On his Stormfront Radio program, Black said that the media went “ballistic” upon hearing Trump’s speech — labeling it “vile” and hateful — “because he said that sovereign nations have the right to protect their borders” and to “deport people who come to their country illegally.”
After all, he said, when people enter Mexico illegally, they are beaten and deported. “But, white people aren’t allowed to do this,” he lamented. “We aren’t supposed to have sovereignty, so I thought that it was rather inspiring last night.” In fact, many of “our fellows” in “our movement” (e.g., David Duke) found it “inspiring” as well.
Then, sounding as if he were talking about a religious figure, Black declared Trump had “redeemed himself” to those white nationalists who had “lost faith” in him.
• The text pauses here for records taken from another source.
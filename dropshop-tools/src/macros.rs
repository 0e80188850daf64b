// Copyright 2025, Offchain Labs, Inc.
// For licensing, see https://github.com/OffchainLabs/dropshop-rs/blob/main/licenses/COPYRIGHT.md

macro_rules! debug {
    (@$color:ident, $($msg:expr),*) => {{
        use crate::utils::color::Color;
        let msg = format!($($msg),*);
        log::debug!("{}", msg.$color())
    }};
}

macro_rules! info {
    (@$color:ident, $($msg:expr),*) => {{
        use crate::utils::color::Color;
        let msg = format!($($msg),*);
        log::info!("{}", msg.$color())
    }};
}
Black’s co-host, Arkansas barber Freeland Roy Dunscombe (a.k.a. “Truck Roy”), admitted to losing faith in Trump as well, but added that “he keeps making me think that I should keep faith in him.”
Dunscombe wasn’t sure what to make of Trump’s return to his original xenophobic policies, wondering aloud as to whether or not he is “representing a group of people that want to see nationalism of some sort return to America” as part of some long-term plan “with several different options of getting there.” But “whatever the case, you know, he seems to have a firm goal in mind, here.”
Black agreed, saying everyone thought his post-Mexico visit would be “mushy.” In reality, it was anything but. He lauded the “wildly enthusiastic crowd” cheering for Trump as he “talked about setting up a deportation force, building a wall, making Mexico pay for it even though they don’t know it yet.”
“You know, Don, one of the things I look forward to if Donald Trump becomes president is his showmanship,” Dunscombe interjected. “I mean he’s beyond any other president I’ve seen in my lifetime. And he makes everything interesting and exciting, even just a simple speech.”
In fact, Dunscombe envisions a future in which Trump’s border wall is as much a spectacle as one of his towers or casinos. We could have a border wall with hotels and restaurants, suggested Black. “Towers, observation towers,” Dunscombe added. “You could look into Mexico and have a sandwich while you’re at it, and walk along the wall like people walk along the Great Wall of China.”